Manter conhecimento: Recurso em permanente modificação, o conhecimento fica obsoleto se não for reciclado, perde-se nos sistemas de armazenamento se não for registrado, torna-se indisponível quando cessam as parcerias ou quando os funcionários saem da empresa. Há conhecimento impossível de ser codificado e também aquele cujo registro é inconveniente, por razões de proteção, custo ou tempo.
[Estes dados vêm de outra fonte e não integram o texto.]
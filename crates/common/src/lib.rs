//! # Waypoint Common
//!
//! Cross-cutting concerns for the Waypoint sync core.
//!
//! This crate contains:
//! - Resilience primitives (per-endpoint error metrics and circuit breaking)
//! - Auth building blocks (token lifecycle, CSRF token source, PKCE)
//!
//! ## Architecture
//! - No dependencies on other Waypoint crates
//! - Application services in `waypoint-core` compose these pieces with the
//!   domain model

pub mod auth;
pub mod resilience;
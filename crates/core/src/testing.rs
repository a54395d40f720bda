//! Test doubles for the sync ports.
//!
//! In-memory implementations used by service-level tests in this crate and
//! by adapter integration tests downstream. Not wired into any production
//! path.

use std::collections::{BTreeMap, VecDeque};
use std::sync::atomic::{AtomicI64, Ordering};
use std::sync::Mutex;

use async_trait::async_trait;
use chrono::{DateTime, Utc};
use tokio::sync::watch;
use waypoint_domain::{
    ApiError, QueueItem, QueueItemState, QueuedRequest, Result, TransportResponse,
};

use crate::sync::ports::{ConnectivityMonitor, QueueStore, Transport};

/// In-memory queue store keyed by store-assigned id.
///
/// Iteration order over the `BTreeMap` is id order, which matches the
/// "ordered by insertion" contract of the port.
pub struct MemoryQueueStore {
    items: Mutex<BTreeMap<i64, QueueItem>>,
    next_id: AtomicI64,
}

impl Default for MemoryQueueStore {
    fn default() -> Self {
        Self::new()
    }
}

impl MemoryQueueStore {
    pub fn new() -> Self {
        Self { items: Mutex::new(BTreeMap::new()), next_id: AtomicI64::new(1) }
    }

    /// Insert an item preserving its caller-set fields (timestamps, retry
    /// counts), for seeding test fixtures.
    pub fn seed(&self, mut item: QueueItem) -> i64 {
        let id = self.next_id.fetch_add(1, Ordering::SeqCst);
        item.id = id;
        self.items.lock().unwrap().insert(id, item);
        id
    }

    /// Current copy of an item, if present.
    pub fn get(&self, id: i64) -> Option<QueueItem> {
        self.items.lock().unwrap().get(&id).cloned()
    }

    /// Number of stored items in any state.
    pub fn len(&self) -> usize {
        self.items.lock().unwrap().len()
    }

    pub fn is_empty(&self) -> bool {
        self.len() == 0
    }
}

#[async_trait]
impl QueueStore for MemoryQueueStore {
    async fn insert(&self, item: &QueueItem) -> Result<i64> {
        Ok(self.seed(item.clone()))
    }

    async fn update(&self, item: &QueueItem) -> Result<()> {
        let mut items = self.items.lock().map_err(|e| ApiError::Storage(e.to_string()))?;
        if !items.contains_key(&item.id) {
            return Err(ApiError::Storage(format!("item {} not found", item.id)));
        }
        items.insert(item.id, item.clone());
        Ok(())
    }

    async fn delete(&self, id: i64) -> Result<()> {
        self.items.lock().map_err(|e| ApiError::Storage(e.to_string()))?.remove(&id);
        Ok(())
    }

    async fn load_active(&self) -> Result<Vec<QueueItem>> {
        let items = self.items.lock().map_err(|e| ApiError::Storage(e.to_string()))?;
        Ok(items.values().filter(|item| !item.state.is_terminal()).cloned().collect())
    }

    async fn load_by_state(&self, state: QueueItemState) -> Result<Vec<QueueItem>> {
        let items = self.items.lock().map_err(|e| ApiError::Storage(e.to_string()))?;
        Ok(items.values().filter(|item| item.state == state).cloned().collect())
    }

    async fn count_active(&self) -> Result<usize> {
        let items = self.items.lock().map_err(|e| ApiError::Storage(e.to_string()))?;
        Ok(items.values().filter(|item| !item.state.is_terminal()).count())
    }

    async fn clear(&self) -> Result<usize> {
        let mut items = self.items.lock().map_err(|e| ApiError::Storage(e.to_string()))?;
        let count = items.len();
        items.clear();
        Ok(count)
    }

    async fn purge_terminal_older_than(&self, cutoff: DateTime<Utc>) -> Result<usize> {
        let mut items = self.items.lock().map_err(|e| ApiError::Storage(e.to_string()))?;
        let before = items.len();
        items.retain(|_, item| !(item.state.is_terminal() && item.created_at < cutoff));
        Ok(before - items.len())
    }
}

/// Scripted transport: pops one response per call, falling back to 200.
#[derive(Default)]
pub struct MockTransport {
    responses: Mutex<VecDeque<Result<TransportResponse>>>,
    calls: Mutex<Vec<QueuedRequest>>,
}

impl MockTransport {
    pub fn new() -> Self {
        Self::default()
    }

    /// Queue the next response.
    pub fn push_response(&self, response: Result<TransportResponse>) {
        self.responses.lock().unwrap().push_back(response);
    }

    /// Requests executed so far, in order.
    pub fn calls(&self) -> Vec<QueuedRequest> {
        self.calls.lock().unwrap().clone()
    }

    pub fn call_count(&self) -> usize {
        self.calls.lock().unwrap().len()
    }

    /// Paths executed so far, in order.
    pub fn paths(&self) -> Vec<String> {
        self.calls.lock().unwrap().iter().map(|r| r.path.clone()).collect()
    }
}

#[async_trait]
impl Transport for MockTransport {
    async fn execute(&self, request: &QueuedRequest) -> Result<TransportResponse> {
        self.calls.lock().map_err(|e| ApiError::Internal(e.to_string()))?.push(request.clone());
        let next = self.responses.lock().map_err(|e| ApiError::Internal(e.to_string()))?.pop_front();
        next.unwrap_or(Ok(TransportResponse { status: 200, body: None }))
    }
}

/// Connectivity monitor driven by tests.
pub struct StaticConnectivity {
    tx: watch::Sender<bool>,
}

impl StaticConnectivity {
    pub fn new(online: bool) -> Self {
        let (tx, _rx) = watch::channel(online);
        Self { tx }
    }

    /// Flip the online state, notifying subscribers.
    pub fn set_online(&self, online: bool) {
        self.tx.send_replace(online);
    }
}

impl ConnectivityMonitor for StaticConnectivity {
    fn is_online(&self) -> bool {
        *self.tx.borrow()
    }

    fn subscribe(&self) -> watch::Receiver<bool> {
        self.tx.subscribe()
    }
}
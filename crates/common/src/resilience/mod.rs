//! Resilience patterns for the sync core.
//!
//! Provides per-endpoint error metrics with circuit breaking, and the clock
//! abstraction that makes window behavior deterministically testable.

pub mod clock;
pub mod error_metrics;

pub use clock::{Clock, MockClock, SystemClock};
pub use error_metrics::{
    EndpointSnapshot, ErrorMetrics, ErrorMetricsConfig, ErrorMetricsConfigBuilder,
};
Em contrapartida, as tecnologias recentes para triagem, armazenagem e recuperação de informações estão cada vez mais potentes e acessíveis.
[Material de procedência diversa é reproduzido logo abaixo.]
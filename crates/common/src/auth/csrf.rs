//! Stateless CSRF token source
//!
//! Fetches an ephemeral anti-forgery token per mutating request. Tokens are
//! never cached — every call is a fresh network fetch, which keeps the
//! replay-attack surface minimal at the cost of one extra round trip per
//! mutation.

use reqwest::Client;
use serde::Deserialize;
use tracing::{debug, warn};

use super::types::AuthConfig;

/// Error type for CSRF token fetches
#[derive(Debug)]
pub enum CsrfError {
    /// The issuance endpoint returned a non-success status
    Server { status: u16, message: String },

    /// Transport-level failure (no connectivity, timeout)
    Network(String),

    /// The response body did not contain a token
    ParseError(String),
}

impl std::fmt::Display for CsrfError {
    fn fmt(&self, f: &mut std::fmt::Formatter<'_>) -> std::fmt::Result {
        match self {
            Self::Server { status, message } => {
                write!(f, "CSRF endpoint returned {status}: {message}")
            }
            Self::Network(msg) => write!(f, "CSRF fetch failed: {msg}"),
            Self::ParseError(msg) => write!(f, "CSRF response parse error: {msg}"),
        }
    }
}

impl std::error::Error for CsrfError {}

#[derive(Deserialize)]
struct CsrfTokenResponse {
    csrf_token: String,
}

/// Per-call CSRF token source (no caching, fails closed)
#[derive(Debug, Clone)]
pub struct CsrfTokenSource {
    config: AuthConfig,
    client: Client,
}

impl CsrfTokenSource {
    /// Create a new token source
    pub fn new(config: AuthConfig) -> Result<Self, CsrfError> {
        let client = Client::builder()
            .timeout(config.timeout)
            .build()
            .map_err(|e| CsrfError::Network(e.to_string()))?;

        Ok(Self { config, client })
    }

    /// Fetch a fresh CSRF token.
    ///
    /// Performs a network fetch on every invocation and fails closed:
    /// callers that require CSRF protection must not proceed on error.
    pub async fn token(&self) -> Result<String, CsrfError> {
        let url = self.config.csrf_url();
        debug!(%url, "Fetching CSRF token");

        let response = self
            .client
            .get(&url)
            .send()
            .await
            .map_err(|e| CsrfError::Network(e.to_string()))?;

        let status = response.status();
        if !status.is_success() {
            let message = response.text().await.unwrap_or_default();
            warn!(status = status.as_u16(), "CSRF issuance rejected");
            return Err(CsrfError::Server { status: status.as_u16(), message });
        }

        let parsed: CsrfTokenResponse = response
            .json()
            .await
            .map_err(|e| CsrfError::ParseError(e.to_string()))?;

        if parsed.csrf_token.is_empty() {
            return Err(CsrfError::ParseError("empty csrf_token in response".to_string()));
        }

        Ok(parsed.csrf_token)
    }

    /// Fetch a fresh CSRF token, converting any failure to `None`.
    ///
    /// For endpoints that tolerate missing CSRF protection.
    pub async fn token_or_none(&self) -> Option<String> {
        match self.token().await {
            Ok(token) => Some(token),
            Err(e) => {
                warn!(error = %e, "Proceeding without CSRF token");
                None
            }
        }
    }
}

#[cfg(test)]
mod tests {
    //! Unit tests for the CSRF token source against a mock HTTP server.
    use wiremock::matchers::{method, path};
    use wiremock::{Mock, MockServer, ResponseTemplate};

    use super::*;

    async fn source_for(server: &MockServer) -> CsrfTokenSource {
        CsrfTokenSource::new(AuthConfig::new(server.uri())).unwrap()
    }

    #[tokio::test]
    async fn fetches_a_token_per_call_without_caching() {
        let server = MockServer::start().await;
        Mock::given(method("GET"))
            .and(path("/api/auth/csrf"))
            .respond_with(
                ResponseTemplate::new(200).set_body_json(serde_json::json!({
                    "csrf_token": "tok-1"
                })),
            )
            .expect(2) // two calls must hit the server twice
            .mount(&server)
            .await;

        let source = source_for(&server).await;
        assert_eq!(source.token().await.unwrap(), "tok-1");
        assert_eq!(source.token().await.unwrap(), "tok-1");
    }

    #[tokio::test]
    async fn fails_closed_on_server_error() {
        let server = MockServer::start().await;
        Mock::given(method("GET"))
            .and(path("/api/auth/csrf"))
            .respond_with(ResponseTemplate::new(503).set_body_string("maintenance"))
            .mount(&server)
            .await;

        let source = source_for(&server).await;
        match source.token().await {
            Err(CsrfError::Server { status: 503, message }) => {
                assert!(message.contains("maintenance"));
            }
            other => panic!("expected server error, got {other:?}"),
        }
    }

    #[tokio::test]
    async fn rejects_bodies_without_a_token() {
        let server = MockServer::start().await;
        Mock::given(method("GET"))
            .and(path("/api/auth/csrf"))
            .respond_with(ResponseTemplate::new(200).set_body_json(serde_json::json!({
                "unexpected": true
            })))
            .mount(&server)
            .await;

        let source = source_for(&server).await;
        assert!(matches!(source.token().await, Err(CsrfError::ParseError(_))));
    }

    #[tokio::test]
    async fn token_or_none_degrades_on_failure() {
        let server = MockServer::start().await;
        Mock::given(method("GET"))
            .and(path("/api/auth/csrf"))
            .respond_with(ResponseTemplate::new(500))
            .mount(&server)
            .await;

        let source = source_for(&server).await;
        assert!(source.token_or_none().await.is_none());
    }

    #[tokio::test]
    async fn token_or_none_passes_through_success() {
        let server = MockServer::start().await;
        Mock::given(method("GET"))
            .and(path("/api/auth/csrf"))
            .respond_with(ResponseTemplate::new(200).set_body_json(serde_json::json!({
                "csrf_token": "tok-9"
            })))
            .mount(&server)
            .await;

        let source = source_for(&server).await;
        assert_eq!(source.token_or_none().await.as_deref(), Some("tok-9"));
    }
}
Fatores críticos para o sucesso: A gestão do conhecimento é uma forma de dar coerência e direção a um amplo conjunto de intervenções organizacionais: para isso, requer um modelo conceitual, que pode se assentar em diferentes premissas. Nossa experiência sugere que o formato clássico – formulação de objetivos ou metas, implementação e monitoramento – é um bom guia. Os cinco processos sugeridos podem ser implementados a partir de um conjunto de ações, aqui chamados de oportunidades, enquanto nos mantemos atentos para as dificuldades correspondentes. O Quadro ao lado dá uma idéia de como relacionar esses itens. Por fim, devemos lembrar que “conhecimento” é um vocábulo escorregadio. Para fins práticos, sugerimos que o empreguemos de maneira ampla, abarcando habilidades, competências técnicas, experiência, atitudes e até mesmo informações estruturadas. Se for conveniente desdobrá-lo em categorias, recomendamos as seguintes: saberes gerais – repertório de conceitos, teorias e instruções normalmente obtidos por meio da educação formal –; saber fazer – habilidades básicas, específicas e de gestão normalmente desenvolvidas com a experiência e a prática – e saber agir – conjunto de valores, crenças e modelos mentais construídos ao longo da vida, porém mais difíceis de mudar. Diferentemente dos recursos tradicionais – dinheiro e máquinas, força física e recursos naturais –, o conhecimento tende a desenvolver-se, ser compartilhado e dar frutos em ambientes favoráveis, onde devem ser cultivados valores como confiança mútua, abertura para a pluralidade de opiniões, espírito democrático, tolerância ao erro, oportunidades de aprendizagem e desenvolvimento, estímulos à responsabilidade, à criatividade, à espontaneidade e à autonomia. Equivale dizer que são necessários novos princípios de organização – uma espécie de cidadania organizacional. Conhecimento, outra vez entendido no sentido amplo e para as finalidades organizacionais, diz respeito a pessoas, estruturas e tecnologias. Achar o equilíbrio adequado entre esses elementos pode ser difícil, mas é fundamental.